The government is concerned about the downward spiral of growth in direct tax collection due to the impact of the economic downturn
New delhi date. August 22, 2019, Thursday
The direct impact of the economic downturn in the country is also being seen on the treasury of the government. The direct tax collection growth rate has been below 5% till August 1 in the current financial year. In the current fiscal year, direct tax collection has been targeted at officials with a growth rate of 5.5 per cent which is suspected to be successful.
Consumer durables and non-consumer durables segments are likely to have an impact on the levy given the strong signs of slowdown.
As of August 1, direct tax collections have seen a growth of only 5% after refunds. Refunds increased by eight percent during the period. Compared to the interim budget, the reduction in the direct tax collection target of Rs 5 crore in the final budget of the financial year 1-3 will be challenging to achieve.
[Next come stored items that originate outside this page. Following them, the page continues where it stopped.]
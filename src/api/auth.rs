use serde_json::Value;
use tracing::warn;

use super::helpers;
use super::parsing::get_header_value;

/// Header the host sets to the id of the logged-in user making the request.
pub const USER_ID_HEADER: &str = "Mattermost-User-Id";

pub const NOT_AUTHORIZED: &str = "not authorized";

/// Guard for every `/api/v1` route: the caller must carry a non-empty user id header.
///
/// # Errors
///
/// Returns a ready 401 response when the header is missing or empty.
pub fn check_authenticity(headers: &Value) -> Result<&str, Value> {
    match get_header_value(headers, USER_ID_HEADER) {
        Some(user_id) if !user_id.trim().is_empty() => Ok(user_id),
        _ => {
            warn!("Request without {} header", USER_ID_HEADER);
            Err(helpers::err_response(401, NOT_AUTHORIZED))
        }
    }
}

/// True when the user id inside a submission matches the authenticated caller.
#[must_use]
pub fn is_submitter(header_user_id: &str, payload_user_id: &str) -> bool {
    !payload_user_id.is_empty() && header_user_id == payload_user_id
}
// src/cache.rs
// =============================================================================
// An explicit memoization cache shared by the fetcher, tree builder and
// note renderer.
//
// Every cached value is keyed by the operation that produced it plus the
// argument it was called with, so `fetch("notes")` and
// `build_tree("notes")` never collide. Nothing expires on its own; the
// presentation layer calls `clear()` when it wants fresh data.
//
// Rust concepts:
// - Mutex: Interior mutability behind a shared reference (&self)
// - Atomics: Lock-free hit/miss counters
// - Arc: The cache is created once and shared by all components
// =============================================================================

use crate::github::{Content, FetchError};
use crate::notes::{RenderError, TreeNode};
use std::collections::HashMap;
use std::sync::atomic::{AtomicU64, Ordering};
use std::sync::{Mutex, MutexGuard, PoisonError};
use tracing::debug;

// Which memoized function a cache entry belongs to
#[derive(Debug, Clone, Copy, PartialEq, Eq, Hash)]
pub enum Operation {
    Fetch,
    BuildTree,
    RenderNote,
}

#[derive(Debug, Clone, PartialEq, Eq, Hash)]
pub struct CacheKey {
    pub op: Operation,
    pub arg: String,
}

impl CacheKey {
    pub fn new(op: Operation, arg: &str) -> Self {
        Self {
            op,
            arg: arg.to_string(),
        }
    }
}

// A memoized result of one of the three operations
#[derive(Debug, Clone)]
pub enum Cached {
    Content(Result<Content, FetchError>),
    Tree(Vec<TreeNode>),
    Note(Result<String, RenderError>),
}

#[derive(Debug, Clone, Copy, PartialEq, Eq)]
pub struct CacheStats {
    pub entries: usize,
    pub hits: u64,
    pub misses: u64,
}

#[derive(Debug, Default)]
pub struct MemoCache {
    entries: Mutex<HashMap<CacheKey, Cached>>,
    hits: AtomicU64,
    misses: AtomicU64,
}

impl MemoCache {
    pub fn new() -> Self {
        Self::default()
    }

    // Looks up a key, counting the hit or miss
    pub fn get(&self, key: &CacheKey) -> Option<Cached> {
        let found = self.lock().get(key).cloned();

        if found.is_some() {
            self.hits.fetch_add(1, Ordering::Relaxed);
            debug!(op = ?key.op, arg = %key.arg, "cache hit");
        } else {
            self.misses.fetch_add(1, Ordering::Relaxed);
            debug!(op = ?key.op, arg = %key.arg, "cache miss");
        }

        found
    }

    pub fn insert(&self, key: CacheKey, value: Cached) {
        self.lock().insert(key, value);
    }

    // Drops every entry and returns how many there were
    //
    // Hit/miss counters are kept so `stats()` still describes the session.
    pub fn clear(&self) -> usize {
        let mut entries = self.lock();
        let removed = entries.len();
        entries.clear();
        debug!(removed, "cache cleared");
        removed
    }

    pub fn stats(&self) -> CacheStats {
        CacheStats {
            entries: self.lock().len(),
            hits: self.hits.load(Ordering::Relaxed),
            misses: self.misses.load(Ordering::Relaxed),
        }
    }

    // A panic while holding the lock cannot leave the map half-written
    // (every operation is a single insert/clear), so poisoning is ignored.
    fn lock(&self) -> MutexGuard<'_, HashMap<CacheKey, Cached>> {
        self.entries.lock().unwrap_or_else(PoisonError::into_inner)
    }
}
// src/testing.rs
// Test helpers: an in-memory ContentSource with canned replies.

use crate::github::{ContentSource, FetchError, RawReply};
use async_trait::async_trait;
use base64::engine::general_purpose::STANDARD;
use base64::Engine;
use std::collections::HashMap;
use std::sync::Mutex;

#[derive(Debug, Default)]
pub struct FakeSource {
    replies: HashMap<String, RawReply>,
    calls: Mutex<HashMap<String, usize>>,
}

impl FakeSource {
    pub fn new() -> Self {
        Self::default()
    }

    pub fn with_reply(mut self, path: &str, status: u16, body: &str) -> Self {
        self.replies.insert(
            path.to_string(),
            RawReply {
                status,
                body: body.to_string(),
            },
        );
        self
    }

    pub fn with_ok(self, path: &str, body: &str) -> Self {
        self.with_reply(path, 200, body)
    }

    // Number of times `path` was requested
    pub fn calls(&self, path: &str) -> usize {
        self.calls.lock().unwrap().get(path).copied().unwrap_or(0)
    }

    pub fn total_calls(&self) -> usize {
        self.calls.lock().unwrap().values().sum()
    }
}

#[async_trait]
impl ContentSource for FakeSource {
    async fn get(&self, path: &str) -> Result<RawReply, FetchError> {
        *self.calls.lock().unwrap().entry(path.to_string()).or_default() += 1;

        self.replies
            .get(path)
            .cloned()
            .ok_or_else(|| FetchError::Request {
                path: path.to_string(),
                message: "no canned reply".to_string(),
            })
    }
}

// A file response body with `text` base64-encoded the way the API does it
pub fn file_body(path: &str, text: &str) -> String {
    let name = path.rsplit('/').next().unwrap_or(path);
    serde_json::json!({
        "name": name,
        "path": path,
        "type": "file",
        "encoding": "base64",
        "content": STANDARD.encode(text),
    })
    .to_string()
}

// A listing body from (name, type) pairs under `dir`
pub fn listing(dir: &str, entries: &[(&str, &str)]) -> String {
    let records: Vec<_> = entries
        .iter()
        .map(|(name, kind)| {
            let path = if dir.is_empty() {
                name.to_string()
            } else {
                format!("{}/{}", dir, name)
            };
            serde_json::json!({ "name": name, "path": path, "type": kind })
        })
        .collect();
    serde_json::Value::Array(records).to_string()
}
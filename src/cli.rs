// src/cli.rs
// =============================================================================
// This file defines our command-line interface using the `clap` crate.
//
// Global flags pick the repository (and can also come from environment
// variables); subcommands pick what to do with it:
//
//   repo-notes tree [ROOT] [--json]     print the note tree
//   repo-notes note PATH [--outline]    print one note
//   repo-notes fetch PATH [--json]      print a raw file or listing
//   repo-notes browse [ROOT]            interactive tree + note viewer
// =============================================================================

use crate::config::Overrides;
use clap::{Parser, Subcommand};
use std::path::PathBuf;

#[derive(Parser, Debug)]
#[command(
    name = "repo-notes",
    version,
    about = "Browse and read a Markdown notes vault stored in a GitHub repository",
    long_about = "repo-notes reads a notes vault (for example an Obsidian vault) straight from GitHub \
                  through the content API. It never writes to the repository."
)]
pub struct Cli {
    #[command(subcommand)]
    pub command: Commands,

    /// Config file to read instead of ~/.config/repo-notes/config.toml
    #[arg(long, global = true)]
    pub config: Option<PathBuf>,

    /// Repository owner (user or organization)
    #[arg(long, global = true, env = "REPO_NOTES_OWNER")]
    pub owner: Option<String>,

    /// Repository name
    #[arg(long, global = true, env = "REPO_NOTES_REPO")]
    pub repo: Option<String>,

    /// Branch, tag or commit to read from
    #[arg(long, global = true, env = "REPO_NOTES_BRANCH")]
    pub branch: Option<String>,

    /// Access token sent as `Authorization: token ...` (falls back to GITHUB_TOKEN)
    #[arg(long, global = true, env = "REPO_NOTES_TOKEN", hide_env_values = true)]
    pub token: Option<String>,

    /// Enable verbose logging (debug level)
    #[arg(short, long, global = true)]
    pub verbose: bool,
}

#[derive(Subcommand, Debug)]
pub enum Commands {
    /// Print the note tree
    ///
    /// Example: repo-notes tree "Obsidian Vault" --json
    Tree {
        /// Folder to start from (defaults to the configured root)
        #[arg(env = "REPO_NOTES_ROOT")]
        root: Option<String>,

        /// Output the tree as JSON instead of an outline
        #[arg(long)]
        json: bool,
    },

    /// Print the text of one note
    ///
    /// Example: repo-notes note "Daily/2024-01-01.md" --outline
    Note {
        /// Repository path of the note
        path: String,

        /// Also list the note's headings and links
        #[arg(long)]
        outline: bool,
    },

    /// Fetch a single path and print what the API returned
    Fetch {
        /// Repository path of a file or folder
        path: String,

        /// Output JSON instead of text
        #[arg(long)]
        json: bool,
    },

    /// Interactive mode: pick notes from the tree by number or path
    Browse {
        /// Folder to start from (defaults to the configured root)
        #[arg(env = "REPO_NOTES_ROOT")]
        root: Option<String>,
    },
}

impl Cli {
    // Settings given on the command line, for Settings::load
    pub fn overrides(&self) -> Overrides {
        let root = match &self.command {
            Commands::Tree { root, .. } | Commands::Browse { root } => root.clone(),
            _ => None,
        };

        Overrides {
            owner: self.owner.clone(),
            repo: self.repo.clone(),
            branch: self.branch.clone(),
            root,
            token: self.token.clone(),
        }
    }
}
The tax rate should be tailored to the economy, said one analyst. There are two main components to direct tax collection. Corporate taxes and personal income taxes. In the personal income tax, the Central Board of Direct Taxes has been given a target of Rs 1.8 trillion, which is 8.5 per cent higher than last fiscal year.
Prior to this, the rate of increase in tax collection was 6% in the last 2-3 years. This year the scheme of notation and income declaration was announced. This year, people deposited their unaccounted money into the bank and regarded it as income, on which they had to pay tax.
"This year's economic downturn is finding it difficult to raise taxes," a tax official said. It was also reported that the tax department is planning to announce incentives to increase tax collection.